**** DATA IN THIS EXERCISE ****

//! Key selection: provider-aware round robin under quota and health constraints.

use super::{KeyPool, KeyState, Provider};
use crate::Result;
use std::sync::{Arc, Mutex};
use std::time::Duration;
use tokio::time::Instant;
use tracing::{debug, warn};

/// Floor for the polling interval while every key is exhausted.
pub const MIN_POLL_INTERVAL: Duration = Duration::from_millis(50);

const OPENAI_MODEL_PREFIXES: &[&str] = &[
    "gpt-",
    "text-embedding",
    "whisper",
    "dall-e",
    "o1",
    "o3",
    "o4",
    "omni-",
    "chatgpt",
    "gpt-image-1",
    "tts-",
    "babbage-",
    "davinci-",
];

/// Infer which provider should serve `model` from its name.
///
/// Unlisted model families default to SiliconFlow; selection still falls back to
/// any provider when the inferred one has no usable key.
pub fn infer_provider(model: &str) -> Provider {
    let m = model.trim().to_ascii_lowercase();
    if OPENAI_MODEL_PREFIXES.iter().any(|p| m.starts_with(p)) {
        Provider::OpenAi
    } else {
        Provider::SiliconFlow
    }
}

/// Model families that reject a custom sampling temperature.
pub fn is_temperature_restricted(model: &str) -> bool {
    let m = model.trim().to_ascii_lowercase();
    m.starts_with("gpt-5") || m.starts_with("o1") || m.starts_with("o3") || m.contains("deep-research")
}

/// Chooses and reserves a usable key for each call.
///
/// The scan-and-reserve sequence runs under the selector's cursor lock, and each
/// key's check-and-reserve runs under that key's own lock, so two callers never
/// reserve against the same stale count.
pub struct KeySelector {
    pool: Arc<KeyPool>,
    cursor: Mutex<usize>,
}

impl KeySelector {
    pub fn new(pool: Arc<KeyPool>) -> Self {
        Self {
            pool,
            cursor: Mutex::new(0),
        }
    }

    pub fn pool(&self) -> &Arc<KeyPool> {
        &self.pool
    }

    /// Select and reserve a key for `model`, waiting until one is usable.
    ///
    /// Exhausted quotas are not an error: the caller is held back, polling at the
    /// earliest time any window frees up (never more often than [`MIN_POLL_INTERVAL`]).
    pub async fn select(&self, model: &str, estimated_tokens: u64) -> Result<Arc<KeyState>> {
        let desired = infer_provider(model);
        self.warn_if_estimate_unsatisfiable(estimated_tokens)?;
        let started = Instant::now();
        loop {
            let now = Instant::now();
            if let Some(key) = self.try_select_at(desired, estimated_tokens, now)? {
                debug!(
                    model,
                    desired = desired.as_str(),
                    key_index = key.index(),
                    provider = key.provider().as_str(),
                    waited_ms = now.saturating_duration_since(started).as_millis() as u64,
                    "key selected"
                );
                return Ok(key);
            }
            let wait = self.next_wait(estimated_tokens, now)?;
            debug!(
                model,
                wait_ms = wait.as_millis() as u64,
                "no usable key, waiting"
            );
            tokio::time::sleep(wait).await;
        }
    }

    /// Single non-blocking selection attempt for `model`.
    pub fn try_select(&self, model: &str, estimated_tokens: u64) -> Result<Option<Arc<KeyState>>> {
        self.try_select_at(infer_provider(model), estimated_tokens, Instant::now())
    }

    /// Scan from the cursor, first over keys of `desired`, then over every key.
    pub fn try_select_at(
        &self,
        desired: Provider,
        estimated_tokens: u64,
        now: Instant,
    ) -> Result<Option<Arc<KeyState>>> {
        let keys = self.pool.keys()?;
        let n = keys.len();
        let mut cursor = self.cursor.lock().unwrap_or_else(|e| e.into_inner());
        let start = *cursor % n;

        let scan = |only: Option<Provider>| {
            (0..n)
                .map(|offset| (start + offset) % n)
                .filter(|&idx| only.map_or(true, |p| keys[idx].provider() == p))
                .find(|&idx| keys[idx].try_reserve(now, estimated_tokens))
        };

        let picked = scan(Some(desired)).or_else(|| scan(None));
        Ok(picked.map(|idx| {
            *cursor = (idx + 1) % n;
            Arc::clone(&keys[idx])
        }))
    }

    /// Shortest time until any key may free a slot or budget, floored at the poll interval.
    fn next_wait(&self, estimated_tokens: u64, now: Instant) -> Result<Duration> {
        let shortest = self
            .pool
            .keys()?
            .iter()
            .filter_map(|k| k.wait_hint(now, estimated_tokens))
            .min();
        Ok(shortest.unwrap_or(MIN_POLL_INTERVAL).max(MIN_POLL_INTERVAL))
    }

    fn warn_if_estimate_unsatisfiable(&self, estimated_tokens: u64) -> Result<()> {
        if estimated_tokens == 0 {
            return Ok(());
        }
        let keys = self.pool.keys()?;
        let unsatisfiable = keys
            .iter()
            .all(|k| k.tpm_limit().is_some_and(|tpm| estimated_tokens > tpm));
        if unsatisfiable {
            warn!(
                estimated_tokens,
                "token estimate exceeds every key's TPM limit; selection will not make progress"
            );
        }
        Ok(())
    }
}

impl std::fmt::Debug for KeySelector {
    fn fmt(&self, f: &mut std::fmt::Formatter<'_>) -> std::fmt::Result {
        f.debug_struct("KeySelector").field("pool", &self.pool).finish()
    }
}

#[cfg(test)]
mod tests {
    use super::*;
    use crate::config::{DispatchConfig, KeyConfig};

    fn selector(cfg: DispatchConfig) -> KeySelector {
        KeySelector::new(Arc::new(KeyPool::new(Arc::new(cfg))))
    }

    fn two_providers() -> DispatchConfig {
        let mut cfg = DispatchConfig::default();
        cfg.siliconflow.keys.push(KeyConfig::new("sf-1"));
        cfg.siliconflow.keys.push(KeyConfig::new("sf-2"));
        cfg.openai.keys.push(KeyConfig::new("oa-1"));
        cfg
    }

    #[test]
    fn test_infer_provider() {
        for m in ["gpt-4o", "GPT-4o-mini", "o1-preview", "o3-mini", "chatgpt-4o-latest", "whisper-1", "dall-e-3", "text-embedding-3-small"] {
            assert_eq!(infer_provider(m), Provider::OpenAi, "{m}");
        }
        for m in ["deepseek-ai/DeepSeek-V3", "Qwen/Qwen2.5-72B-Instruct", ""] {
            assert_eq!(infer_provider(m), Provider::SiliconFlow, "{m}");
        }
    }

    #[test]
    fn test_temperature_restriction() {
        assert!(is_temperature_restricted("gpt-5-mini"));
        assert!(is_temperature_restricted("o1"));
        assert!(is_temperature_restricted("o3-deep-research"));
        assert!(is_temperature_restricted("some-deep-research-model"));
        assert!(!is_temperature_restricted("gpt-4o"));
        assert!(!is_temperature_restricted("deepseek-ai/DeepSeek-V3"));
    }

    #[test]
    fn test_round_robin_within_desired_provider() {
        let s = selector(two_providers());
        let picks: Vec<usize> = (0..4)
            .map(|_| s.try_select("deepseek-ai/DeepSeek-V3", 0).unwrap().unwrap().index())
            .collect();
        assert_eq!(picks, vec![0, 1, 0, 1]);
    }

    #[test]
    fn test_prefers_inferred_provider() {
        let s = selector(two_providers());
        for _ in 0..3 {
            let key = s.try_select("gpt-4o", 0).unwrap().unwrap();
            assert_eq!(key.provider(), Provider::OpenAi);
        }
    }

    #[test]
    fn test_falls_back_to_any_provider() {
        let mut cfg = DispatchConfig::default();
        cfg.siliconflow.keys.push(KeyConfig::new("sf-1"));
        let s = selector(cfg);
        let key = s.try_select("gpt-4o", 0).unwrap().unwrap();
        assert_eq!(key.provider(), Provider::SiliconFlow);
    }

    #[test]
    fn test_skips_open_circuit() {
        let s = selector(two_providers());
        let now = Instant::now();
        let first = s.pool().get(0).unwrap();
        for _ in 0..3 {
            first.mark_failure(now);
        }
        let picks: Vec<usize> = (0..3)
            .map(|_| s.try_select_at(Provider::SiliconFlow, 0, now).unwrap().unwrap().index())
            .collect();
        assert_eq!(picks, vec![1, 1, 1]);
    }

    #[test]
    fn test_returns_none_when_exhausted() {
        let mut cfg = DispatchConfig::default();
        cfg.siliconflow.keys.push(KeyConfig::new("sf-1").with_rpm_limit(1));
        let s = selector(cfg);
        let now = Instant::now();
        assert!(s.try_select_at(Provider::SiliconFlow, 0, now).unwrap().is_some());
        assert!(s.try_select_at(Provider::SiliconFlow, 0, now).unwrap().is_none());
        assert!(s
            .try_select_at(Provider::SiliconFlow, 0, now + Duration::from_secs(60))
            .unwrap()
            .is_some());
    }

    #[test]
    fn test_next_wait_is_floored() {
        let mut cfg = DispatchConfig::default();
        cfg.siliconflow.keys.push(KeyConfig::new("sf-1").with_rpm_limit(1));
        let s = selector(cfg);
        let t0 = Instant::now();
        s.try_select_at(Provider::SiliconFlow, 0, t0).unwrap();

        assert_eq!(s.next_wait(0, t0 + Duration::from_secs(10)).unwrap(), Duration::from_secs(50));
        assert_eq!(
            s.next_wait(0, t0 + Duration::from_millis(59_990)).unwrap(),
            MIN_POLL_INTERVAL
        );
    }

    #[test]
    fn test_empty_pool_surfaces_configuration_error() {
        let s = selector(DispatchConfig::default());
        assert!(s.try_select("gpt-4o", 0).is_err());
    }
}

****

* _PROBLEM DETAILS_:
Copy only this part of the entries above: the line with "let picks: Vec<usize> = (0..3)", the line with "let t0 = Instant::now();", and the lines between, all exactly as written.

* _SOLUTION_:
        let picks: Vec<usize> = (0..3)
            .map(|_| s.try_select_at(Provider::SiliconFlow, 0, now).unwrap().unwrap().index())
            .collect();
        assert_eq!(picks, vec![1, 1, 1]);
    }

    #[test]
    fn test_returns_none_when_exhausted() {
        let mut cfg = DispatchConfig::default();
        cfg.siliconflow.keys.push(KeyConfig::new("sf-1").with_rpm_limit(1));
        let s = selector(cfg);
        let now = Instant::now();
        assert!(s.try_select_at(Provider::SiliconFlow, 0, now).unwrap().is_some());
        assert!(s.try_select_at(Provider::SiliconFlow, 0, now).unwrap().is_none());
        assert!(s
            .try_select_at(Provider::SiliconFlow, 0, now + Duration::from_secs(60))
            .unwrap()
            .is_some());
    }

    #[test]
    fn test_next_wait_is_floored() {
        let mut cfg = DispatchConfig::default();
        cfg.siliconflow.keys.push(KeyConfig::new("sf-1").with_rpm_limit(1));
        let s = selector(cfg);
        let t0 = Instant::now();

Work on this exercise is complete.